(foto www.unionesarda.it)
A metà febbraio sono previsti i primi trasferimenti di detenuti in regime di 41-bis nel carcere di Uta. L’arrivo dei 92 reclusi ha suscitato preoccupazione tra le istituzioni locali.
«Dal Governo – sottolinea il presidente del Consiglio regionale, Piero Comandini – ci attendiamo e pretendiamo lealtà e correttezza istituzionale. Non è accettabile che decisioni che possono turbare e modificare il tessuto sociale di interi territori e stravolgere l‘organizzazione penitenziaria regionale – come è appunto quella di trasferire in Sardegna i detenuti in regime di 41 bis – , siano calate dall’alto senza che ci sia stato preventivamente un adeguato coinvolgimento delle istituzioni regionali, delle comunità e delle popolazioni locali. Le carceri sarde ospitano un numero già elevato di detenuti di massima sicurezza: decidere che debbano essere destinate esclusivamente ai condannati al 41bis è una scelta politica irresponsabile e prepotente, che la Sardegna non subirà senza far sentire con forza la sua voce, a cominciare dal Consiglio regionale».

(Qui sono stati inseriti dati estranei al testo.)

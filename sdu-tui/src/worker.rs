//! Background worker thread: every HTTP call runs here.
//!
//! Communication with the TUI main thread is via `mpsc` channels. Requests
//! are handled one at a time; the flows' busy flags keep each screen to a
//! single request in flight. The startup session check runs on its own
//! short-lived thread so a slow backend never queues a login behind it.

use std::sync::mpsc::{Receiver, Sender};
use std::sync::Arc;
use std::thread::{self, JoinHandle};

use sdu_core::api::Credentials;
use sdu_core::transport::{Transport, TransportError};
use sdu_core::{ApiClient, DownloadOutcome, LoginOutcome, SearchOutcome, UploadOutcome, ValidatedUpload};

/// Commands sent from the TUI to the worker.
#[derive(Debug)]
pub enum WorkerCommand {
    CheckSession,
    Login(Credentials),
    SearchExams { query: String },
    ResolveDownload { exam_id: u64 },
    Upload(Box<ValidatedUpload>),
    Shutdown,
}

/// Responses sent from the worker back to the TUI.
#[derive(Debug, Clone)]
pub enum WorkerResponse {
    /// Startup check; transport failures already folded into `false`.
    SessionChecked { confirmed: bool },
    LoginDone(Result<LoginOutcome, TransportError>),
    SearchDone(Result<SearchOutcome, TransportError>),
    DownloadDone(Result<DownloadOutcome, TransportError>),
    UploadDone(Result<UploadOutcome, TransportError>),
}

/// Spawn the background worker thread owning the API client.
pub fn spawn_worker<T: Transport + 'static>(
    client: ApiClient<T>,
    rx: Receiver<WorkerCommand>,
    tx: Sender<WorkerResponse>,
) -> std::io::Result<JoinHandle<()>> {
    thread::Builder::new()
        .name("sdu-worker".into())
        .spawn(move || worker_loop(Arc::new(client), rx, tx))
}

fn worker_loop<T: Transport + 'static>(
    client: Arc<ApiClient<T>>,
    rx: Receiver<WorkerCommand>,
    tx: Sender<WorkerResponse>,
) {
    tracing::debug!(transport = client.transport().name(), "worker started");
    loop {
        match rx.recv() {
            Ok(WorkerCommand::Shutdown) | Err(_) => break,
            Ok(WorkerCommand::CheckSession) => spawn_session_check(Arc::clone(&client), tx.clone()),
            Ok(cmd) => {
                let response = handle_command(&client, cmd);
                if let Some(response) = response {
                    if tx.send(response).is_err() {
                        break;
                    }
                }
            }
        }
    }
    tracing::debug!("worker stopped");
}

/// Run the startup check off the serial queue. The answer may arrive after
/// a login has already finished; `Session::finish_check` ignores it then.
fn spawn_session_check<T: Transport + 'static>(
    client: Arc<ApiClient<T>>,
    tx: Sender<WorkerResponse>,
) {
    let fallback = tx.clone();
    let spawned = thread::Builder::new()
        .name("sdu-session-check".into())
        .spawn(move || {
            let _ = tx.send(check_session(&client));
        });
    if let Err(e) = spawned {
        tracing::warn!(error = %e, "could not spawn session check thread");
        let _ = fallback.send(WorkerResponse::SessionChecked { confirmed: false });
    }
}

fn check_session<T: Transport>(client: &ApiClient<T>) -> WorkerResponse {
    let confirmed = client.check_session().unwrap_or_else(|e| {
        tracing::debug!(error = %e, "session check failed, staying logged out");
        false
    });
    WorkerResponse::SessionChecked { confirmed }
}

fn handle_command<T: Transport>(
    client: &ApiClient<T>,
    cmd: WorkerCommand,
) -> Option<WorkerResponse> {
    let response = match cmd {
        WorkerCommand::CheckSession => check_session(client),
        WorkerCommand::Login(credentials) => WorkerResponse::LoginDone(client.login(&credentials)),
        WorkerCommand::SearchExams { query } => {
            WorkerResponse::SearchDone(client.search_exams(&query))
        }
        WorkerCommand::ResolveDownload { exam_id } => {
            WorkerResponse::DownloadDone(client.resolve_download(exam_id))
        }
        WorkerCommand::Upload(upload) => WorkerResponse::UploadDone(client.upload(&upload)),
        WorkerCommand::Shutdown => return None,
    };
    Some(response)
}

#[cfg(test)]
mod tests {
    use super::*;
    use sdu_core::api::endpoints;
    use sdu_core::transport::{HttpRequest, HttpResponse, Method};
    use sdu_core::ScriptedTransport;
    use std::sync::{mpsc, Mutex};
    use std::time::Duration;

    /// Holds the session check until the gate sender is dropped.
    struct GatedCheck {
        inner: ScriptedTransport,
        gate: Mutex<Receiver<()>>,
    }

    impl Transport for GatedCheck {
        fn name(&self) -> &str {
            "gated"
        }

        fn send(&self, request: &HttpRequest) -> Result<HttpResponse, TransportError> {
            if request.path == endpoints::CHECK_LOGIN {
                let gate = self.gate.lock().unwrap_or_else(|p| p.into_inner());
                let _ = gate.recv();
            }
            self.inner.send(request)
        }
    }

    #[test]
    fn worker_shutdown() {
        let (cmd_tx, cmd_rx) = mpsc::channel();
        let (resp_tx, _resp_rx) = mpsc::channel();
        let client = ApiClient::new(ScriptedTransport::new());

        let handle = spawn_worker(client, cmd_rx, resp_tx).unwrap();
        cmd_tx.send(WorkerCommand::Shutdown).unwrap();
        handle.join().expect("worker should join cleanly");
    }

    #[test]
    fn worker_stops_when_sender_dropped() {
        let (cmd_tx, cmd_rx) = mpsc::channel::<WorkerCommand>();
        let (resp_tx, _resp_rx) = mpsc::channel();
        let handle = spawn_worker(ApiClient::new(ScriptedTransport::new()), cmd_rx, resp_tx).unwrap();
        drop(cmd_tx);
        handle.join().unwrap();
    }

    #[test]
    fn session_check_failure_reports_unconfirmed() {
        let (cmd_tx, cmd_rx) = mpsc::channel();
        let (resp_tx, resp_rx) = mpsc::channel();
        let handle = spawn_worker(ApiClient::new(ScriptedTransport::new()), cmd_rx, resp_tx).unwrap();

        cmd_tx.send(WorkerCommand::CheckSession).unwrap();
        let resp = resp_rx.recv_timeout(Duration::from_secs(5)).unwrap();
        assert!(matches!(resp, WorkerResponse::SessionChecked { confirmed: false }));

        cmd_tx.send(WorkerCommand::Shutdown).unwrap();
        handle.join().unwrap();
    }

    #[test]
    fn search_round_trip_through_worker() {
        let transport = ScriptedTransport::new();
        transport.reply(Method::Get, endpoints::SEARCH_EXAM, HttpResponse::new(400, ""));
        let (cmd_tx, cmd_rx) = mpsc::channel();
        let (resp_tx, resp_rx) = mpsc::channel();
        let handle = spawn_worker(ApiClient::new(transport.clone()), cmd_rx, resp_tx).unwrap();

        cmd_tx
            .send(WorkerCommand::SearchExams { query: "12345678900".into() })
            .unwrap();
        match resp_rx.recv_timeout(Duration::from_secs(5)).unwrap() {
            WorkerResponse::SearchDone(Ok(SearchOutcome::NoResults)) => {}
            other => panic!("unexpected response {other:?}"),
        }
        assert_eq!(transport.requests()[0].query_value("cpf"), Some("12345678900"));

        cmd_tx.send(WorkerCommand::Shutdown).unwrap();
        handle.join().unwrap();
    }

    #[test]
    fn stalled_session_check_does_not_hold_up_login() {
        let inner = ScriptedTransport::new();
        inner.reply(Method::Post, endpoints::LOGIN, HttpResponse::new(200, "{}"));
        let (gate_tx, gate_rx) = mpsc::channel::<()>();
        let transport = GatedCheck { inner, gate: Mutex::new(gate_rx) };
        let (cmd_tx, cmd_rx) = mpsc::channel();
        let (resp_tx, resp_rx) = mpsc::channel();
        let handle = spawn_worker(ApiClient::new(transport), cmd_rx, resp_tx).unwrap();

        cmd_tx.send(WorkerCommand::CheckSession).unwrap();
        let credentials = Credentials {
            username: "admin".into(),
            password: "admin".into(),
        };
        cmd_tx.send(WorkerCommand::Login(credentials)).unwrap();
        match resp_rx.recv_timeout(Duration::from_secs(5)).unwrap() {
            WorkerResponse::LoginDone(Ok(LoginOutcome::Accepted)) => {}
            other => panic!("unexpected response {other:?}"),
        }

        drop(gate_tx);
        let late = resp_rx.recv_timeout(Duration::from_secs(5)).unwrap();
        assert!(matches!(late, WorkerResponse::SessionChecked { .. }));

        cmd_tx.send(WorkerCommand::Shutdown).unwrap();
        handle.join().unwrap();
    }
}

Anche il sindaco di Cagliari, Massimo Zedda, chiede che «la Sardegna faccia sentire la sua voce», evidenziando rischi di infiltrazioni e l’assenza di risorse aggiuntive. Rivolge un appello ai parlamentari sardi affinché si oppongano alla decisione in Parlamento.
I sindacati concordano. «La Sardegna non può essere considerata una periferia funzionale», afferma Pier Luigi Ledda della Cisl Sardegna. Giovanni Villa, segretario generale regionale della FNS sottolinea che le decisioni penitenziarie impattano sulla sicurezza e sul funzionamento degli istituti e richiedono confronto e risorse adeguate.
La Cisl propone uno schema quadro Stato–Regione, con investimenti strutturali, rafforzamento degli organici e monitoraggio permanente. «La Sardegna non rivendica privilegi, ma il diritto a far parte di un progetto nazionale che costruisca responsabilità, coesione e futuro», concludono Ledda e Villa.